Kanter Real Estate LLC said the proposed well, which would be about five miles west of Miramar, is part of a long-term plan which includes water storage and water quality improvements that could help in Everglades restoration.

Company owner John Kanter told CBS4’s news partner at the Miami Herald, “As second generation Floridians and owners of this property for over 50 years, we are excited about the opportunities this land and these resources will provide for Florida.”

The land where the well would be built is part of the Sunniland Trend which consists of a series of underground oil deposits which extend from Miami to Ft. Myers. Sunniland deposits have been mined since the 1940s. There’s a pending plan for seismic exploration at Big Cypress National Preserve, where oil wells have been active in two locations for years.

Kanter Real Estate says they are looking at “mining as well as water storage and water quality improvement components that have the potential for assisting with Everglades restoration.”

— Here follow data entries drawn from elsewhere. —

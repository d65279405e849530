//! Bounded concurrent mapping primitive.
//!
//! One reusable fan-out used by every concurrent phase of the
//! pipeline: builder discovery, config-variant resolution, and
//! per-document rendering each call [`map_bounded`] with their own
//! worker limit instead of building an ad hoc pool.

use std::future::Future;
use std::sync::Arc;

use tokio::sync::Semaphore;
use tokio::task::JoinHandle;

use datacat_shared::{DatacatError, Result};

/// Apply a fallible async transform to every input with at most
/// `limit` transforms in flight.
///
/// Outputs are returned in input order: `output[i]` corresponds to
/// `input[i]` regardless of completion order. The batch is fail-fast —
/// the first transform error (or worker panic) aborts the remaining
/// tasks and propagates, so callers can always distinguish a complete
/// batch from a partial one.
///
/// A `limit` of zero is treated as one.
pub async fn map_bounded<I, O, F, Fut>(inputs: Vec<I>, limit: usize, transform: F) -> Result<Vec<O>>
where
    I: Send + 'static,
    O: Send + 'static,
    F: Fn(I) -> Fut + Send + Sync + 'static,
    Fut: Future<Output = Result<O>> + Send + 'static,
{
    let semaphore = Arc::new(Semaphore::new(limit.max(1)));
    let transform = Arc::new(transform);

    let handles: Vec<JoinHandle<Result<O>>> = inputs
        .into_iter()
        .map(|input| {
            let semaphore = semaphore.clone();
            let transform = transform.clone();
            tokio::spawn(async move {
                let _permit = semaphore.acquire_owned().await.expect("semaphore closed");
                transform(input).await
            })
        })
        .collect();

    // Awaiting handles in spawn order re-imposes input order on the
    // results no matter which workers finished first.
    let mut outputs = Vec::with_capacity(handles.len());
    let mut handles = handles.into_iter();
    while let Some(handle) = handles.next() {
        let result = match handle.await {
            Ok(result) => result,
            Err(join_err) => Err(DatacatError::Task(join_err.to_string())),
        };
        match result {
            Ok(output) => outputs.push(output),
            Err(e) => {
                for rest in handles.by_ref() {
                    rest.abort();
                }
                return Err(e);
            }
        }
    }

    Ok(outputs)
}

// ---------------------------------------------------------------------------
// Tests
// ---------------------------------------------------------------------------

#[cfg(test)]
mod tests {
    use super::*;
    use std::sync::atomic::{AtomicUsize, Ordering};
    use std::time::Duration;

    #[tokio::test]
    async fn preserves_input_order_under_reversed_completion() {
        // Later inputs sleep less, so they complete first.
        let inputs: Vec<u64> = (0..8).collect();
        let outputs = map_bounded(inputs, 8, |i| async move {
            tokio::time::sleep(Duration::from_millis((8 - i) * 10)).await;
            Ok(i * 2)
        })
        .await
        .unwrap();

        assert_eq!(outputs, vec![0, 2, 4, 6, 8, 10, 12, 14]);
    }

    #[tokio::test(flavor = "multi_thread", worker_threads = 4)]
    async fn never_exceeds_worker_limit() {
        const LIMIT: usize = 3;
        const BATCH: usize = 16;

        let active = Arc::new(AtomicUsize::new(0));
        let max_active = Arc::new(AtomicUsize::new(0));

        let outputs = {
            let active = active.clone();
            let max_active = max_active.clone();
            map_bounded((0..BATCH).collect(), LIMIT, move |i: usize| {
                let active = active.clone();
                let max_active = max_active.clone();
                async move {
                    let now = active.fetch_add(1, Ordering::SeqCst) + 1;
                    max_active.fetch_max(now, Ordering::SeqCst);
                    tokio::time::sleep(Duration::from_millis(10)).await;
                    active.fetch_sub(1, Ordering::SeqCst);
                    Ok(i)
                }
            })
            .await
            .unwrap()
        };

        assert_eq!(outputs.len(), BATCH);
        assert!(
            max_active.load(Ordering::SeqCst) <= LIMIT,
            "observed {} concurrent workers with limit {LIMIT}",
            max_active.load(Ordering::SeqCst)
        );
    }

    #[tokio::test]
    async fn transforms_every_input_exactly_once() {
        let calls = Arc::new(AtomicUsize::new(0));
        let outputs = {
            let calls = calls.clone();
            map_bounded((0..25).collect::<Vec<i32>>(), 4, move |i| {
                let calls = calls.clone();
                async move {
                    calls.fetch_add(1, Ordering::SeqCst);
                    Ok(i)
                }
            })
            .await
            .unwrap()
        };

        assert_eq!(outputs.len(), 25);
        assert_eq!(calls.load(Ordering::SeqCst), 25);
    }

    #[tokio::test]
    async fn first_failure_aborts_the_batch() {
        let result = map_bounded((0..10).collect::<Vec<u32>>(), 2, |i| async move {
            if i == 3 {
                Err(DatacatError::not_found("broken_dataset"))
            } else {
                Ok(i)
            }
        })
        .await;

        let err = result.unwrap_err();
        assert!(
            matches!(err, DatacatError::NotFound { ref name } if name == "broken_dataset"),
            "error lost its identity: {err}"
        );
    }

    #[tokio::test]
    async fn worker_panic_surfaces_as_task_error() {
        let result = map_bounded(vec![1u32], 1, |i| async move {
            if i == 1 {
                panic!("boom");
            }
            Ok(i)
        })
        .await;

        assert!(matches!(result.unwrap_err(), DatacatError::Task(_)));
    }

    #[tokio::test]
    async fn empty_input_yields_empty_output() {
        let outputs: Vec<u32> = map_bounded(Vec::<u32>::new(), 4, |i| async move { Ok(i) })
            .await
            .unwrap();
        assert!(outputs.is_empty());
    }

    #[tokio::test]
    async fn zero_limit_is_clamped_to_one() {
        let outputs = map_bounded(vec![1, 2, 3], 0, |i| async move { Ok(i) })
            .await
            .unwrap();
        assert_eq!(outputs, vec![1, 2, 3]);
    }
}
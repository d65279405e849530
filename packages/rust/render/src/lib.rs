//! Template rendering seam for datacat.
//!
//! The pipeline renders through [`TemplateRenderer`];
//! [`HandlebarsRenderer`] is the bundled implementation. Its
//! `handlebars::Handlebars` registry is built once per run and owns
//! every parsed template, so parsing happens exactly once per template
//! identifier with no process-global cache.

use std::path::Path;

use serde_json::Value;
use tracing::debug;

use datacat_shared::{DatacatError, Result};

/// Template identifier for a single dataset's document body.
pub const DATASET_TEMPLATE: &str = "dataset";

/// Template identifier for the catalog-wide overview page.
pub const OVERVIEW_TEMPLATE: &str = "catalog_overview";

/// File extension recognized when loading templates from a directory.
const TEMPLATE_EXTENSION: &str = "hbs";

// ---------------------------------------------------------------------------
// TemplateRenderer
// ---------------------------------------------------------------------------

/// Renders a named template against a set of named values.
///
/// Implementations must be pure and safe for concurrent invocation.
pub trait TemplateRenderer: Send + Sync {
    /// Render `template_id` with `values` bound as template variables.
    ///
    /// Errors with [`DatacatError::TemplateMissing`] when the
    /// identifier is unknown and [`DatacatError::Render`] when
    /// evaluation fails.
    ///
    /// [`DatacatError::TemplateMissing`]: datacat_shared::DatacatError::TemplateMissing
    /// [`DatacatError::Render`]: datacat_shared::DatacatError::Render
    fn render(&self, template_id: &str, values: &Value) -> Result<String>;
}

// ---------------------------------------------------------------------------
// HandlebarsRenderer
// ---------------------------------------------------------------------------

/// Handlebars-backed renderer with an explicit per-run template cache.
#[derive(Debug)]
pub struct HandlebarsRenderer {
    registry: handlebars::Handlebars<'static>,
}

impl HandlebarsRenderer {
    /// Create an empty renderer; templates are registered explicitly.
    pub fn new() -> Self {
        let mut registry = handlebars::Handlebars::new();
        // Documentation values are markup already; no HTML escaping.
        registry.register_escape_fn(handlebars::no_escape);
        Self { registry }
    }

    /// Register one template source under an identifier.
    pub fn register_template(&mut self, template_id: &str, source: &str) -> Result<()> {
        self.registry
            .register_template_string(template_id, source)
            .map_err(|e| {
                DatacatError::config(format!("template '{template_id}' failed to parse: {e}"))
            })
    }

    /// Load every `*.hbs` file in a directory; the file stem becomes
    /// the template identifier.
    pub fn from_dir(dir: &Path) -> Result<Self> {
        let mut renderer = Self::new();

        let entries = std::fs::read_dir(dir).map_err(|e| DatacatError::io(dir, e))?;
        for entry in entries {
            let entry = entry.map_err(|e| DatacatError::io(dir, e))?;
            let path = entry.path();
            if path.extension().and_then(|e| e.to_str()) != Some(TEMPLATE_EXTENSION) {
                continue;
            }
            let Some(template_id) = path.file_stem().and_then(|s| s.to_str()) else {
                continue;
            };
            let source =
                std::fs::read_to_string(&path).map_err(|e| DatacatError::io(&path, e))?;
            renderer.register_template(template_id, &source)?;
            debug!(template = %template_id, path = %path.display(), "registered template");
        }

        Ok(renderer)
    }
}

impl Default for HandlebarsRenderer {
    fn default() -> Self {
        Self::new()
    }
}

impl TemplateRenderer for HandlebarsRenderer {
    fn render(&self, template_id: &str, values: &Value) -> Result<String> {
        if !self.registry.has_template(template_id) {
            return Err(DatacatError::TemplateMissing {
                template: template_id.to_string(),
            });
        }

        self.registry
            .render(template_id, values)
            .map_err(|e| DatacatError::render(template_id, e.to_string()))
    }
}

// ---------------------------------------------------------------------------
// Tests
// ---------------------------------------------------------------------------

#[cfg(test)]
mod tests {
    use super::*;
    use serde_json::json;

    #[test]
    fn renders_registered_template() {
        let mut renderer = HandlebarsRenderer::new();
        renderer
            .register_template("dataset", "# {{builder.name}}\n\n{{builder.description}}")
            .unwrap();

        let out = renderer
            .render(
                "dataset",
                &json!({"builder": {"name": "mnist", "description": "Digits."}}),
            )
            .unwrap();
        assert_eq!(out, "# mnist\n\nDigits.");
    }

    #[test]
    fn values_are_not_html_escaped() {
        let mut renderer = HandlebarsRenderer::new();
        renderer.register_template("t", "{{text}}").unwrap();

        let out = renderer.render("t", &json!({"text": "a & b <c>"})).unwrap();
        assert_eq!(out, "a & b <c>");
    }

    #[test]
    fn unknown_template_is_template_missing() {
        let renderer = HandlebarsRenderer::new();
        let err = renderer.render("nope", &json!({})).unwrap_err();
        assert!(matches!(
            err,
            DatacatError::TemplateMissing { template } if template == "nope"
        ));
    }

    #[test]
    fn invalid_template_source_is_rejected() {
        let mut renderer = HandlebarsRenderer::new();
        let err = renderer
            .register_template("broken", "{{#if x}}unclosed")
            .unwrap_err();
        assert!(err.to_string().contains("broken"));
    }

    #[test]
    fn from_dir_loads_hbs_files() {
        let dir = std::env::temp_dir().join(format!("datacat-render-test-{}", std::process::id()));
        std::fs::create_dir_all(&dir).unwrap();
        std::fs::write(dir.join("dataset.hbs"), "name={{name}}").unwrap();
        std::fs::write(dir.join("catalog_overview.hbs"), "overview").unwrap();
        std::fs::write(dir.join("notes.txt"), "ignored").unwrap();

        let renderer = HandlebarsRenderer::from_dir(&dir).unwrap();
        assert_eq!(
            renderer.render("dataset", &json!({"name": "x"})).unwrap(),
            "name=x"
        );
        assert_eq!(renderer.render("catalog_overview", &json!({})).unwrap(), "overview");
        assert!(renderer.render("notes", &json!({})).is_err());

        let _ = std::fs::remove_dir_all(&dir);
    }

    #[test]
    fn from_dir_missing_directory_is_io_error() {
        let err = HandlebarsRenderer::from_dir(Path::new("/nonexistent/datacat-templates"))
            .unwrap_err();
        assert!(matches!(err, DatacatError::Io { .. }));
    }
}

Environmentalists said that drilling that area would threaten the region’s water supply, destroy wildlife habitat and complicate the restoration of the Everglades.

CBS4’s Cynthia Demos’ spoke on the phone with executive director of the South Florida wildlands association Matthew Schwartz.

“The risk is tremendous. Possibly a few extra tax dollars for the state, but they are putting at risk the drinking water for Broward County and the health of the Everglades, including the Everglades National Park. I don’t think that’s a very good trade off,” he said.

He says this project would involve building a five-acre parking lot in the middle of the Everglades with the road and using equipment that would produce a lot of toxins in the area drilling down 2 miles and affecting the aquifer.

“Is the oil well in this location appropriate?” he said.

Schwartz said most oil wells in Florida are dry, but for investors if oil does turn up I’ll make a lot of money and even if it doesn’t they get a huge tax break.

Kanter’s son John said in a written statement the company plans to develop its holding in an environmentally sensitive manner.